REQUIRED ACTION:
Scan the records for the word "WorkQueue". Return each line where it is found.

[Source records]
------------------------------

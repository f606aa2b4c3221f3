//! Metric sources the alert monitors sample.

use std::sync::Arc;

use async_trait::async_trait;
use sessionflow_store::WorkQueue;

use crate::metrics;
use crate::window::FailureWindow;

/// A sampled value. `None` means the value is unavailable this poll.
#[async_trait]
pub trait MetricSource: Send + Sync {
    async fn sample(&self) -> Option<f64>;
}

/// Samples the work queue's length.
pub struct QueueLengthSource {
    queue: WorkQueue,
}

impl QueueLengthSource {
    pub const fn new(queue: WorkQueue) -> Self {
        Self { queue }
    }
}

#[async_trait]
impl MetricSource for QueueLengthSource {
    #[allow(clippy::cast_precision_loss)]
    async fn sample(&self) -> Option<f64> {
        let len = self.queue.len().await?;
        metrics::set_queue_length(len);
        Some(len as f64)
    }
}

/// Samples the failure rate of recent step outcomes.
pub struct FailureRateSource {
    window: Arc<FailureWindow>,
}

impl FailureRateSource {
    pub const fn new(window: Arc<FailureWindow>) -> Self {
        Self { window }
    }
}

#[async_trait]
impl MetricSource for FailureRateSource {
    async fn sample(&self) -> Option<f64> {
        let rate = self.window.failure_rate().await;
        metrics::set_failure_rate(rate);
        Some(rate)
    }
}

#[cfg(test)]
#[allow(clippy::unwrap_used, clippy::expect_used)]
mod tests {
    use super::*;
    use sessionflow_core::SessionId;
    use sessionflow_store::InMemoryStore;
    use sessionflow_store::testing::UnreachableStore;

    #[tokio::test]
    async fn test_queue_length_sample() {
        let queue = WorkQueue::new(InMemoryStore::new_arc());
        queue.enqueue(&SessionId::new("a"), "rust").await.unwrap();
        queue.enqueue(&SessionId::new("b"), "go").await.unwrap();

        let sample = QueueLengthSource::new(queue).sample().await;

        assert_eq!(sample, Some(2.0));
    }

    #[tokio::test]
    async fn test_queue_length_unavailable() {
        let queue = WorkQueue::new(Arc::new(UnreachableStore));
        assert_eq!(QueueLengthSource::new(queue).sample().await, None);
    }

    #[tokio::test]
    async fn test_failure_rate_sample() {
        let window = Arc::new(FailureWindow::new(4));
        window.record(false).await;

        let sample = FailureRateSource::new(window).sample().await;

        assert_eq!(sample, Some(1.0));
    }
}
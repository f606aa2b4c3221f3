//! Per-session mutual exclusion.
//!
//! A lock is a store key holding a random token, written with set-if-absent
//! and an expiry. Only the holder of the token can delete it, and a crashed
//! holder's lock disappears on its own once the TTL passes.

use std::fmt;
use std::sync::Arc;
use std::time::Duration;

use sessionflow_core::SessionId;
use tokio::time::Instant;
use tracing::{debug, warn};
use uuid::Uuid;

use crate::kv::KeyValueStore;

/// Default lock TTL (30 seconds).
pub const DEFAULT_LOCK_TTL: Duration = Duration::from_secs(30);

/// Default time to keep retrying acquisition (10 seconds).
pub const DEFAULT_LOCK_WAIT: Duration = Duration::from_secs(10);

/// Delay between acquisition attempts.
pub const RETRY_INTERVAL: Duration = Duration::from_millis(50);

/// Proof of lock ownership, required to release.
#[derive(Debug, Clone, PartialEq, Eq)]
pub struct LockToken(String);

impl LockToken {
    fn generate() -> Self {
        Self(Uuid::new_v4().to_string())
    }

    /// Wrap a raw token value.
    pub fn new(token: impl Into<String>) -> Self {
        Self(token.into())
    }

    /// The raw token value.
    #[must_use]
    pub fn as_str(&self) -> &str {
        &self.0
    }
}

impl fmt::Display for LockToken {
    fn fmt(&self, f: &mut fmt::Formatter<'_>) -> fmt::Result {
        f.write_str(&self.0)
    }
}

/// Store key holding the lock for a session.
#[must_use]
pub fn lock_key(session_id: &SessionId) -> String {
    format!("lock:session:{session_id}")
}

/// Acquires and releases session locks.
#[derive(Clone)]
pub struct LockManager {
    store: Arc<dyn KeyValueStore>,
}

impl LockManager {
    /// Create a lock manager over a shared store.
    pub fn new(store: Arc<dyn KeyValueStore>) -> Self {
        Self { store }
    }

    /// Try to take the lock, retrying every [`RETRY_INTERVAL`] until
    /// `max_wait` has elapsed.
    ///
    /// Returns `None` when the lock stayed held by someone else. Store errors
    /// count as a failed attempt.
    pub async fn acquire(
        &self,
        session_id: &SessionId,
        ttl: Duration,
        max_wait: Duration,
    ) -> Option<LockToken> {
        let key = lock_key(session_id);
        let token = LockToken::generate();
        let deadline = Instant::now().checked_add(max_wait);

        loop {
            match self.store.set_nx(&key, token.0.clone(), ttl).await {
                Ok(true) => {
                    debug!(session_id = %session_id, "Lock acquired");
                    return Some(token);
                }
                Ok(false) => {}
                Err(e) => warn!(session_id = %session_id, error = %e, "Lock attempt failed"),
            }

            let next_attempt = Instant::now().checked_add(RETRY_INTERVAL);
            if deadline.is_some_and(|deadline| next_attempt.is_none_or(|next| next > deadline)) {
                debug!(session_id = %session_id, "Lock wait exhausted");
                return None;
            }
            tokio::time::sleep(RETRY_INTERVAL).await;
        }
    }

    /// Release the lock if `token` still owns it.
    ///
    /// Returns `false` on token mismatch, an already-expired lock, or a store
    /// failure. Never errors.
    pub async fn release(&self, session_id: &SessionId, token: &LockToken) -> bool {
        match self
            .store
            .compare_and_delete(&lock_key(session_id), token.as_str())
            .await
        {
            Ok(released) => {
                if !released {
                    debug!(session_id = %session_id, "Lock no longer owned by token");
                }
                released
            }
            Err(e) => {
                warn!(session_id = %session_id, error = %e, "Lock release failed");
                false
            }
        }
    }
}
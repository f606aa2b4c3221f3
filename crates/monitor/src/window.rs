//! Sliding window of step outcomes.

use std::collections::VecDeque;

use async_trait::async_trait;
use sessionflow_workflow::{StepObserver, StepOutcome};
use tokio::sync::Mutex;
use tracing::trace;

/// Default number of outcomes kept.
pub const DEFAULT_WINDOW_CAPACITY: usize = 100;

/// Fixed-capacity ring of recent step outcomes (`true` = success).
#[derive(Debug)]
pub struct FailureWindow {
    capacity: usize,
    outcomes: Mutex<VecDeque<bool>>,
}

impl Default for FailureWindow {
    fn default() -> Self {
        Self::new(DEFAULT_WINDOW_CAPACITY)
    }
}

impl FailureWindow {
    /// A window holding at most `capacity` outcomes (at least one).
    #[must_use]
    pub fn new(capacity: usize) -> Self {
        let capacity = capacity.max(1);
        Self {
            capacity,
            outcomes: Mutex::new(VecDeque::with_capacity(capacity)),
        }
    }

    #[must_use]
    pub const fn capacity(&self) -> usize {
        self.capacity
    }

    /// Append an outcome, dropping the oldest when full.
    pub async fn record(&self, success: bool) {
        let mut outcomes = self.outcomes.lock().await;
        if outcomes.len() == self.capacity {
            outcomes.pop_front();
        }
        outcomes.push_back(success);
        trace!(success, window = outcomes.len(), "Step outcome recorded");
    }

    pub async fn len(&self) -> usize {
        self.outcomes.lock().await.len()
    }

    pub async fn is_empty(&self) -> bool {
        self.outcomes.lock().await.is_empty()
    }

    /// Failures divided by outcomes held; 0.0 when empty.
    #[allow(clippy::cast_precision_loss)]
    pub async fn failure_rate(&self) -> f64 {
        let outcomes = self.outcomes.lock().await;
        if outcomes.is_empty() {
            return 0.0;
        }
        let failures = outcomes.iter().filter(|success| !**success).count();
        failures as f64 / outcomes.len() as f64
    }
}

#[async_trait]
impl StepObserver for FailureWindow {
    async fn step_finished(&self, _node: &str, outcome: StepOutcome) {
        self.record(outcome == StepOutcome::Succeeded).await;
    }
}

#[cfg(test)]
#[allow(clippy::unwrap_used, clippy::expect_used)]
mod tests {
    use super::*;
    use proptest::prelude::*;

    #[tokio::test]
    async fn test_empty_window_has_zero_rate() {
        let window = FailureWindow::default();
        assert!(window.is_empty().await);
        assert!(window.failure_rate().await.abs() < f64::EPSILON);
    }

    #[tokio::test]
    async fn test_rate_counts_failures() {
        let window = FailureWindow::new(4);
        for success in [true, false, true, false] {
            window.record(success).await;
        }
        assert!((window.failure_rate().await - 0.5).abs() < f64::EPSILON);
    }

    #[tokio::test]
    async fn test_drops_oldest_at_capacity() {
        let window = FailureWindow::new(2);
        window.record(false).await;
        window.record(true).await;
        window.record(true).await;

        assert_eq!(window.len().await, 2);
        assert!(window.failure_rate().await.abs() < f64::EPSILON);
    }

    #[tokio::test]
    async fn test_observes_engine_outcomes() {
        let window = FailureWindow::new(10);
        window.step_finished("coder", StepOutcome::Failed).await;
        window.step_finished("coder", StepOutcome::Succeeded).await;

        assert!((window.failure_rate().await - 0.5).abs() < f64::EPSILON);
    }

    proptest! {
        /// The window never grows past capacity and always reflects the
        /// most recent outcomes.
        #[test]
        fn test_prop_window_keeps_latest_outcomes(
            capacity in 1usize..20,
            outcomes in proptest::collection::vec(any::<bool>(), 0..60),
        ) {
            let rt = tokio::runtime::Builder::new_current_thread().build().unwrap();
            let (len, rate) = rt.block_on(async {
                let window = FailureWindow::new(capacity);
                for success in &outcomes {
                    window.record(*success).await;
                }
                (window.len().await, window.failure_rate().await)
            });

            let tail: Vec<bool> = outcomes
                .iter()
                .rev()
                .take(capacity)
                .copied()
                .collect();
            prop_assert_eq!(len, tail.len());

            #[allow(clippy::cast_precision_loss)]
            let expected = if tail.is_empty() {
                0.0
            } else {
                tail.iter().filter(|s| !**s).count() as f64 / tail.len() as f64
            };
            prop_assert!((rate - expected).abs() < 1e-9);
        }
    }
}
//! Store doubles for exercising failure paths.

use std::time::Duration;

use async_trait::async_trait;
use sessionflow_core::{Error, Result};
use tokio::sync::broadcast;

use crate::kv::KeyValueStore;

/// A store whose every operation fails as if the backend were down.
#[derive(Debug, Clone, Copy, Default)]
pub struct UnreachableStore;

impl UnreachableStore {
    fn fail<T>() -> Result<T> {
        Err(Error::unavailable("connection refused"))
    }
}

#[async_trait]
impl KeyValueStore for UnreachableStore {
    async fn get(&self, _key: &str) -> Result<Option<String>> {
        Self::fail()
    }

    async fn set(&self, _key: &str, _value: String, _ttl: Option<Duration>) -> Result<()> {
        Self::fail()
    }

    async fn set_nx(&self, _key: &str, _value: String, _ttl: Duration) -> Result<bool> {
        Self::fail()
    }

    async fn expire(&self, _key: &str, _ttl: Duration) -> Result<bool> {
        Self::fail()
    }

    async fn ttl(&self, _key: &str) -> Result<Option<Duration>> {
        Self::fail()
    }

    async fn delete(&self, _keys: &[&str]) -> Result<usize> {
        Self::fail()
    }

    async fn compare_and_delete(&self, _key: &str, _expected: &str) -> Result<bool> {
        Self::fail()
    }

    async fn lpush(&self, _key: &str, _value: String) -> Result<usize> {
        Self::fail()
    }

    async fn rpop(&self, _key: &str) -> Result<Option<String>> {
        Self::fail()
    }

    async fn brpop(&self, _key: &str, _timeout: Duration) -> Result<Option<String>> {
        Self::fail()
    }

    async fn llen(&self, _key: &str) -> Result<usize> {
        Self::fail()
    }

    async fn publish(&self, _channel: &str, _message: String) -> Result<usize> {
        Self::fail()
    }

    async fn subscribe(&self, _channel: &str) -> Result<broadcast::Receiver<String>> {
        Self::fail()
    }
}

------------------------------

TASK RESULT:
use sessionflow_store::WorkQueue;
    queue: WorkQueue,
    pub const fn new(queue: WorkQueue) -> Self {
        let queue = WorkQueue::new(InMemoryStore::new_arc());
        let queue = WorkQueue::new(Arc::new(UnreachableStore));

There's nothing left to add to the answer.